#### RECORDS SUPPLIED ####

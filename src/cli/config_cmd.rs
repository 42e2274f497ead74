//! Config command handler

use std::str::FromStr;

use crate::application::ports::ConfigStore;
use crate::domain::config::{AppConfig, AudioSection, SpeechSection};
use crate::domain::error::ConfigError;
use crate::domain::recording::Duration;

use super::args::{is_valid_config_key, ConfigAction, VALID_CONFIG_KEYS};
use super::presenter::Presenter;

const NOT_SET: &str = "(not set)";

/// Handle config subcommand
pub async fn handle_config_command<S: ConfigStore + ?Sized>(
    action: ConfigAction,
    store: &S,
    presenter: &Presenter,
) -> Result<(), ConfigError> {
    match action {
        ConfigAction::Init => handle_init(store, presenter).await,
        ConfigAction::Set { key, value } => handle_set(store, presenter, &key, &value).await,
        ConfigAction::Get { key } => handle_get(store, presenter, &key).await,
        ConfigAction::List => handle_list(store, presenter).await,
        ConfigAction::Path => {
            presenter.output(&store.path().to_string_lossy());
            Ok(())
        }
    }
}

async fn handle_init<S: ConfigStore + ?Sized>(store: &S, presenter: &Presenter) -> Result<(), ConfigError> {
    store.init().await?;
    presenter.success(&format!("Config file created at: {}", store.path().display()));
    Ok(())
}

async fn handle_set<S: ConfigStore + ?Sized>(
    store: &S,
    presenter: &Presenter,
    key: &str,
    value: &str,
) -> Result<(), ConfigError> {
    check_key(key)?;

    let mut config = store.load().await?;
    set_value(&mut config, key, value)?;

    // Reject combinations the audio pipeline would refuse at startup
    if key.starts_with("audio.") {
        AppConfig::defaults().merge(config.clone()).to_audio_config()?;
    }

    store.save(&config).await?;
    presenter.success(&format!("{} = {}", key, value));
    Ok(())
}

async fn handle_get<S: ConfigStore + ?Sized>(
    store: &S,
    presenter: &Presenter,
    key: &str,
) -> Result<(), ConfigError> {
    check_key(key)?;

    let config = store.load().await?;
    presenter.output(get_value(&config, key).as_deref().unwrap_or(NOT_SET));
    Ok(())
}

async fn handle_list<S: ConfigStore + ?Sized>(store: &S, presenter: &Presenter) -> Result<(), ConfigError> {
    let config = store.load().await?;
    for key in VALID_CONFIG_KEYS {
        presenter.key_value(key, get_value(&config, key).as_deref().unwrap_or(NOT_SET));
    }
    Ok(())
}

fn check_key(key: &str) -> Result<(), ConfigError> {
    if is_valid_config_key(key) {
        return Ok(());
    }
    Err(ConfigError::ValidationError {
        key: key.to_string(),
        message: format!("Unknown key. Valid keys: {}", VALID_CONFIG_KEYS.join(", ")),
    })
}

/// Parse and store one value, leaving `config` untouched on error
fn set_value(config: &mut AppConfig, key: &str, value: &str) -> Result<(), ConfigError> {
    match key.split_once('.') {
        None => match key {
            "api_key" => config.api_key = Some(value.to_string()),
            "base_url" => {
                if !(value.starts_with("http://") || value.starts_with("https://")) {
                    return Err(invalid(key, "Value must be an http(s) URL"));
                }
                config.base_url = Some(value.trim_end_matches('/').to_string());
            }
            _ => return Err(invalid(key, "Unknown key")),
        },
        Some(("audio", field)) => {
            let mut audio = config.audio.clone().unwrap_or_default();
            set_audio(&mut audio, key, field, value)?;
            config.audio = Some(audio);
        }
        Some(("speech", field)) => {
            let mut speech = config.speech.clone().unwrap_or_default();
            set_speech(&mut speech, key, field, value)?;
            config.speech = Some(speech);
        }
        Some(_) => return Err(invalid(key, "Unknown key")),
    }
    Ok(())
}

fn set_audio(audio: &mut AudioSection, key: &str, field: &str, value: &str) -> Result<(), ConfigError> {
    match field {
        "sample_rate" => audio.sample_rate = Some(parse(key, value)?),
        "channels" => audio.channels = Some(parse(key, value)?),
        "block_size" => audio.block_size = Some(parse(key, value)?),
        "device" => audio.device = Some(value.to_string()),
        "volume_threshold" => audio.volume_threshold = Some(parse(key, value)?),
        "min_speech" => audio.min_speech = Some(duration(key, value)?),
        "silence" => audio.silence = Some(duration(key, value)?),
        "patience" => audio.patience = Some(duration(key, value)?),
        "max_duration" => audio.max_duration = Some(duration(key, value)?),
        "speech_gain" => audio.speech_gain = Some(parse(key, value)?),
        "background_gain" => audio.background_gain = Some(parse(key, value)?),
        "headroom" => audio.headroom = Some(parse(key, value)?),
        "high_pass_hz" => audio.high_pass_hz = Some(parse(key, value)?),
        _ => return Err(invalid(key, "Unknown key")),
    }
    Ok(())
}

fn set_speech(speech: &mut SpeechSection, key: &str, field: &str, value: &str) -> Result<(), ConfigError> {
    match field {
        "transcription_models" => speech.transcription_models = Some(model_list(key, value)?),
        "synthesis_models" => speech.synthesis_models = Some(model_list(key, value)?),
        "voice" => speech.voice = Some(value.to_string()),
        "language" => speech.language = Some(value.to_string()),
        "speed" => speech.speed = Some(parse(key, value)?),
        "temperature" => speech.temperature = Some(parse(key, value)?),
        _ => return Err(invalid(key, "Unknown key")),
    }
    Ok(())
}

fn get_value(config: &AppConfig, key: &str) -> Option<String> {
    let audio = config.audio.as_ref();
    let speech = config.speech.as_ref();
    match key {
        "api_key" => config.api_key.as_deref().map(mask_api_key),
        "base_url" => config.base_url.clone(),
        "audio.sample_rate" => audio?.sample_rate.map(|v| v.to_string()),
        "audio.channels" => audio?.channels.map(|v| v.to_string()),
        "audio.block_size" => audio?.block_size.map(|v| v.to_string()),
        "audio.device" => audio?.device.clone(),
        "audio.volume_threshold" => audio?.volume_threshold.map(|v| v.to_string()),
        "audio.min_speech" => audio?.min_speech.clone(),
        "audio.silence" => audio?.silence.clone(),
        "audio.patience" => audio?.patience.clone(),
        "audio.max_duration" => audio?.max_duration.clone(),
        "audio.speech_gain" => audio?.speech_gain.map(|v| v.to_string()),
        "audio.background_gain" => audio?.background_gain.map(|v| v.to_string()),
        "audio.headroom" => audio?.headroom.map(|v| v.to_string()),
        "audio.high_pass_hz" => audio?.high_pass_hz.map(|v| v.to_string()),
        "speech.transcription_models" => speech?.transcription_models.as_ref().map(|m| m.join(",")),
        "speech.synthesis_models" => speech?.synthesis_models.as_ref().map(|m| m.join(",")),
        "speech.voice" => speech?.voice.clone(),
        "speech.language" => speech?.language.clone(),
        "speech.speed" => speech?.speed.map(|v| v.to_string()),
        "speech.temperature" => speech?.temperature.map(|v| v.to_string()),
        _ => None,
    }
}

fn invalid(key: &str, message: impl Into<String>) -> ConfigError {
    ConfigError::ValidationError {
        key: key.to_string(),
        message: message.into(),
    }
}

fn parse<T>(key: &str, value: &str) -> Result<T, ConfigError>
where
    T: FromStr,
    T::Err: std::fmt::Display,
{
    value
        .trim()
        .parse()
        .map_err(|e: T::Err| invalid(key, format!("Invalid value '{}': {}", value, e)))
}

/// Validate a duration and store its canonical form
fn duration(key: &str, value: &str) -> Result<String, ConfigError> {
    value
        .parse::<Duration>()
        .map(|d| d.to_string())
        .map_err(|e| invalid(key, e.to_string()))
}

/// Comma-separated, priority order
fn model_list(key: &str, value: &str) -> Result<Vec<String>, ConfigError> {
    let models: Vec<String> = value
        .split(',')
        .map(str::trim)
        .filter(|m| !m.is_empty())
        .map(str::to_string)
        .collect();
    if models.is_empty() {
        return Err(invalid(key, "At least one model is required"));
    }
    Ok(models)
}

/// Mask API key for display (show first 4 and last 4 chars)
fn mask_api_key(key: &str) -> String {
    let chars: Vec<char> = key.chars().collect();
    if chars.len() <= 8 {
        "*".repeat(chars.len())
    } else {
        let head: String = chars[..4].iter().collect();
        let tail: String = chars[chars.len() - 4..].iter().collect();
        format!("{}...{}", head, tail)
    }
}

####

*TRY IT:* Everything from the line with "let tail: String" through the final line of the entries above must be duplicated exactly; both ends belong, and no other line does.

*REPLY:*
        let tail: String = chars[chars.len() - 4..].iter().collect();
        format!("{}...{}", head, tail)
    }
}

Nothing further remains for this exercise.